(Data entries)

_ _ _

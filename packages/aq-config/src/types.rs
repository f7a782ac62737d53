use std::path::PathBuf;

use serde::Deserialize;

use aq_domain::RatingTieBreak;

#[derive(Debug, Deserialize)]
pub struct Config {
	pub service: Service,
	pub storage: Storage,
	#[serde(default)]
	pub query: Query,
	#[serde(default)]
	pub security: Security,
}

#[derive(Debug, Deserialize)]
pub struct Service {
	pub http_bind: String,
	pub log_level: String,
}

#[derive(Debug, Clone, Copy, PartialEq, Eq, Deserialize)]
#[serde(rename_all = "snake_case")]
pub enum StorageBackend {
	Static,
	Postgres,
}

#[derive(Debug, Deserialize)]
pub struct Storage {
	pub backend: StorageBackend,
	/// Required when `backend = "static"`.
	pub static_files: Option<StaticFiles>,
	/// Required when `backend = "postgres"`.
	pub postgres: Option<Postgres>,
}

/// Packaged JSON data files. Relative paths resolve against the config file's directory.
#[derive(Debug, Deserialize)]
pub struct StaticFiles {
	pub discoveries: PathBuf,
	pub editorials: Option<PathBuf>,
	pub pairs: Option<PathBuf>,
}

#[derive(Debug, Deserialize)]
pub struct Postgres {
	/// Empty falls back to `DATABASE_URL`, then `POSTGRES_URL`.
	#[serde(default)]
	pub dsn: String,
	pub pool_max_conns: u32,
	#[serde(default = "default_acquire_timeout_ms")]
	pub acquire_timeout_ms: u64,
}

#[derive(Debug, Deserialize)]
pub struct Query {
	/// `follow_order` or `similarity_desc`; anything else fails to parse.
	#[serde(default)]
	pub rating_tie_break: RatingTieBreak,
	#[serde(default = "default_featured_limit")]
	pub featured_limit: usize,
}
impl Default for Query {
	fn default() -> Self {
		Self {
			rating_tie_break: RatingTieBreak::default(),
			featured_limit: default_featured_limit(),
		}
	}
}

#[derive(Debug, Deserialize)]
pub struct Security {
	#[serde(default = "default_bind_localhost_only")]
	pub bind_localhost_only: bool,
}
impl Default for Security {
	fn default() -> Self {
		Self { bind_localhost_only: default_bind_localhost_only() }
	}
}

fn default_acquire_timeout_ms() -> u64 {
	5_000
}

fn default_featured_limit() -> usize {
	3
}

fn default_bind_localhost_only() -> bool {
	true
}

_ _ _

*EXERCISE BRIEF*. Please transcribe the data exactly from its first line. End with the line that contains "config file's directory.".

*RESULT*.
filename packages/aq-config/src/types.rs
repository f7a782ac62737d53
use std::path::PathBuf;

use serde::Deserialize;

use aq_domain::RatingTieBreak;

#[derive(Debug, Deserialize)]
pub struct Config {
	pub service: Service,
	pub storage: Storage,
	#[serde(default)]
	pub query: Query,
	#[serde(default)]
	pub security: Security,
}

#[derive(Debug, Deserialize)]
pub struct Service {
	pub http_bind: String,
	pub log_level: String,
}

#[derive(Debug, Clone, Copy, PartialEq, Eq, Deserialize)]
#[serde(rename_all = "snake_case")]
pub enum StorageBackend {
	Static,
	Postgres,
}

#[derive(Debug, Deserialize)]
pub struct Storage {
	pub backend: StorageBackend,
	/// Required when `backend = "static"`.
	pub static_files: Option<StaticFiles>,
	/// Required when `backend = "postgres"`.
	pub postgres: Option<Postgres>,
}

/// Packaged JSON data files. Relative paths resolve against the config file's directory.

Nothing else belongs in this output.